O diagnóstico de esteatohepatite não alcoólica é necessário para fundamentar o plano de vigilância médica, e para motivar o doente para a indispensável mudança de estilo de vida, em termos de alimentação e de exercício físico, destinado à reversão da inflamação, da fibrose e até da esteatose, acessíveis apenas com perda de peso superior a 10% do peso inicial.
O diagnóstico convencional requer uma biópsia hepática, que estabelece o grau de lesão e o estadio da fibrose na pequena amostra de tecido obtida por punção/aspiração directa do fígado. No entanto, devido ao seu carácter invasivo, têm-se desenvolvido métodos não invasivos para avaliar o estadio da fibrose hepática, que prediz o risco de cirrose.
Nas duas últimas décadas tem-se difundido a elastografia hepática, sendo a elastografia transitória (Fibroscan) a mais conhecida, que estima a fibrose através da elasticidade hepática, medida por sonda externa apoiada na superfície da pele. Esta técnica permite também estimar o grau de esteatose e medições seriadas ao longo dos anos para observar a melhoria ou o agravamento da esteatohepatite.
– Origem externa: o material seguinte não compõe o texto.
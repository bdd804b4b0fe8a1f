//! Request context extraction.
//!
//! Builds the [`OperationContext`] every catalog operation is traced with,
//! so handlers never set HTTP span attributes by hand.

use std::convert::Infallible;
use std::net::SocketAddr;

use axum::extract::{ConnectInfo, FromRequestParts};
use axum::http::{header, request::Parts};
use url::Url;

use crate::observability::OperationContext;

pub const X_REQUEST_ID: &str = "x-request-id";

impl<S> FromRequestParts<S> for OperationContext
where
    S: Send + Sync,
{
    type Rejection = Infallible;

    async fn from_request_parts(parts: &mut Parts, _state: &S) -> Result<Self, Self::Rejection> {
        Ok(context_from_parts(parts))
    }
}

/// Read method, absolute URL, peer address and request ID from a request.
pub fn context_from_parts(parts: &Parts) -> OperationContext {
    let host = parts
        .headers
        .get(header::HOST)
        .and_then(|v| v.to_str().ok())
        .unwrap_or("localhost");
    let path = parts
        .uri
        .path_and_query()
        .map(|pq| pq.as_str())
        .unwrap_or("/");
    let url = Url::parse(&format!("http://{}{}", host, path))
        .map(String::from)
        .unwrap_or_else(|_| parts.uri.to_string());

    OperationContext {
        method: Some(parts.method.to_string()),
        url: Some(url),
        client_ip: parts
            .extensions
            .get::<ConnectInfo<SocketAddr>>()
            .map(|ConnectInfo(addr)| addr.ip()),
        request_id: parts
            .headers
            .get(X_REQUEST_ID)
            .and_then(|v| v.to_str().ok())
            .map(str::to_string),
    }
}
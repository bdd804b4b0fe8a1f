//! Configuration management subsystem.
//!
//! # Data Flow
//! ```text
//! config file (TOML)
//!     → loader.rs (parse & deserialize)
//!     → validation.rs (semantic checks)
//!     → CatalogConfig (validated, immutable)
//!     → consumed once at startup to build the service and server
//! ```
//!
//! # Design Decisions
//! - Config is immutable once loaded; changes require a restart
//! - All fields have defaults to allow minimal configs
//! - Validation separates syntactic (serde) from semantic checks

pub mod loader;
pub mod schema;
pub mod validation;

pub use loader::{load_config, load_or_default, ConfigError};
pub use schema::CatalogConfig;
pub use schema::{
    ExporterKind, LoggingConfig, ObservabilityConfig, ServerConfig, StorageConfig, TracingConfig,
    ValidationConfig,
};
Também foram propostas novas análises sanguíneas, para avaliar outros parâmetros de inflamação e/ou fibrose, que foram conjugadas com parâmetros biométricos, perfis genéticos e provas hepáticas, ou cálculos de estimativa do grau de esteatohepatite e /ou da presença de cirrose hepática, sem recurso à biópsia hepática.
Com se pode reverter o fígado gordo não alcoólico ou a esteatohepatite não alcoólica?
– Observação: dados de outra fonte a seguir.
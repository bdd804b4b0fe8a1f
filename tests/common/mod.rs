//! Shared utilities for integration testing.

#![allow(dead_code)]

use std::net::SocketAddr;
use std::path::{Path, PathBuf};
use std::sync::Arc;
use std::time::Duration;

use opentelemetry_sdk::trace::{InMemorySpanExporter, SdkTracerProvider, SpanData};
use tempfile::TempDir;
use tokio::net::TcpListener;
use tokio::sync::oneshot;

use course_catalog::catalog::{RequiredFieldPolicy, Validator};
use course_catalog::config::CatalogConfig;
use course_catalog::http::HttpServer;
use course_catalog::observability::{ErrorCounter, StructuredLogger, Tracer};
use course_catalog::store::CatalogStore;
use course_catalog::CatalogService;

/// A running catalog server backed by a temporary directory.
pub struct TestServer {
    pub addr: SocketAddr,
    pub service: Arc<CatalogService>,
    pub spans: InMemorySpanExporter,
    pub dir: TempDir,
    shutdown: Option<oneshot::Sender<()>>,
}

impl TestServer {
    pub fn url(&self, path: &str) -> String {
        format!("http://{}{}", self.addr, path)
    }

    pub fn catalog_path(&self) -> PathBuf {
        self.dir.path().join("course_catalog.json")
    }

    pub fn log_path(&self) -> PathBuf {
        self.dir.path().join("app_logs.jsonl")
    }

    /// Spans ended so far, in the order they ended.
    pub fn finished_spans(&self) -> Vec<SpanData> {
        self.spans.get_finished_spans().unwrap()
    }
}

/// Last value recorded for `key` on `span`, rendered as a string.
pub fn attribute(span: &SpanData, key: &str) -> Option<String> {
    span.attributes
        .iter()
        .rev()
        .find(|kv| kv.key.as_str() == key)
        .map(|kv| kv.value.as_str().into_owned())
}

impl Drop for TestServer {
    fn drop(&mut self) {
        if let Some(tx) = self.shutdown.take() {
            let _ = tx.send(());
        }
    }
}

/// Start a server on an ephemeral port with the given field policy.
pub async fn start_server(policy: RequiredFieldPolicy) -> TestServer {
    start_server_with_store(policy, |path| CatalogStore::new(path, Duration::from_secs(5))).await
}

/// Start a server whose store is built by `store` from the catalog path.
pub async fn start_server_with_store(
    policy: RequiredFieldPolicy,
    store: impl FnOnce(&Path) -> CatalogStore,
) -> TestServer {
    let dir = tempfile::tempdir().unwrap();
    let spans = InMemorySpanExporter::default();
    let provider = SdkTracerProvider::builder()
        .with_simple_exporter(spans.clone())
        .build();

    let service = Arc::new(CatalogService::new(
        Arc::new(store(&dir.path().join("course_catalog.json"))),
        Validator::new(policy),
        Arc::new(ErrorCounter::new()),
        Arc::new(StructuredLogger::open(dir.path().join("app_logs.jsonl")).unwrap()),
        Tracer::new(provider),
    ));

    let listener = TcpListener::bind("127.0.0.1:0").await.unwrap();
    let addr = listener.local_addr().unwrap();
    let server = HttpServer::new(&CatalogConfig::default(), service.clone());
    let (tx, rx) = oneshot::channel::<()>();

    tokio::spawn(async move {
        let _ = server
            .run(listener, async {
                let _ = rx.await;
            })
            .await;
    });

    TestServer {
        addr,
        service,
        spans,
        dir,
        shutdown: Some(tx),
    }
}

/// A client that reports redirects instead of following them.
pub fn no_redirect_client() -> reqwest::Client {
    reqwest::Client::builder()
        .redirect(reqwest::redirect::Policy::none())
        .build()
        .unwrap()
}

/// URL-encode form fields for an `application/x-www-form-urlencoded` body.
pub fn form_body(fields: &[(&str, &str)]) -> String {
    url::form_urlencoded::Serializer::new(String::new())
        .extend_pairs(fields)
        .finish()
}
A única intervenção indispensável é a alteração do estilo de vida, com um esforço continuado de aumento de actividade física, tão simples como um período de marcha diária, ou em dias alternados, e a modificação dos hábitos alimentares, com redução da ingestão de alimentos muito calóricos , não só na redução dos lípidos da dieta ( que só devem corresponder a 15% das calorias ingeridas), como também na redução dos hidratos de carbono (mantidos numa proporção de 55% das calorias ingeridas), no reforço do predomínio de vegetais e frutas, e na abolição das bebidas alcoólicas e açucaradas com frutose adicionada. Estão abandonadas as dietas cetogénicas, com abolição de hidratos de carbono, bem como regimes agressivos de perda de peso rápida ou excessiva, considerando-se o objectivo ideal a perda igual ou superior a 10% do peso inicial.
Deve-se acentuar que em todas as fases é imprescindível a correcção farmacológica e dietética da diabetes, dislipidémia, excesso de peso, doença cardiovascular, privilegiando o contacto próximo com especialistas de Medicina Geral e Familiar, Endocrinologia e Cardiologia.
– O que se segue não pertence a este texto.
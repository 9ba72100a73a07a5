use clap::Parser;
use std::path::{Path, PathBuf};

#[derive(Parser)]
#[command(author, version, about = "Geothermal techno-economic simulator", long_about = None)]
pub struct Args {
    #[arg(short, long, help = "JSON parameter file; omitted fields keep their defaults")]
    config: Option<PathBuf>,

    #[arg(short, long, help = "Reservoir output profile for reservoir model 5")]
    profile: Option<PathBuf>,

    #[arg(short, long, default_value = "results")]
    output_dir: String,

    #[arg(long, default_value_t = false)]
    enable_csv_export: bool,

    #[arg(long, default_value_t = false)]
    enable_timing: bool,

    #[arg(long, default_value_t = false)]
    debug_logging: bool,

    #[arg(long, help = "Print the default parameter file and exit", default_value_t = false)]
    print_default_config: bool,
}

impl Args {
    pub fn config(&self) -> Option<&Path> {
        self.config.as_deref()
    }

    pub fn profile(&self) -> Option<&Path> {
        self.profile.as_deref()
    }

    pub fn output_dir(&self) -> &str {
        &self.output_dir
    }

    pub fn enable_csv_export(&self) -> bool {
        self.enable_csv_export
    }

    pub fn enable_timing(&self) -> bool {
        self.enable_timing
    }

    pub fn debug_logging(&self) -> bool {
        self.debug_logging
    }

    pub fn print_default_config(&self) -> bool {
        self.print_default_config
    }
}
Para a esteatohepatite não alcoólica, em que além dos factores metabólicos, importa atenuar ou reverter um processo de inflamação do fígado com morte celular, têm sido estudadas a eficácia e segurança de fármacos já conhecidos pelo seu potencial efeito hepatoprotector, mas até agora não foi estabelecida nenhuma opção definitiva nos consensos científicos. Estão em curso múltiplos ensaios clínicos com novos fármacos, que poderão melhorar a perspectiva de controle da progressão da esteatohepatite, pela contenção dos mecanismos genéticos e/ou vias de sinalização da inflamação.
As explicações são da médica Beatriz Rodrigues, gastrenterologista no Centro de Gastrenterologia do Hospital CUF Infante Santo.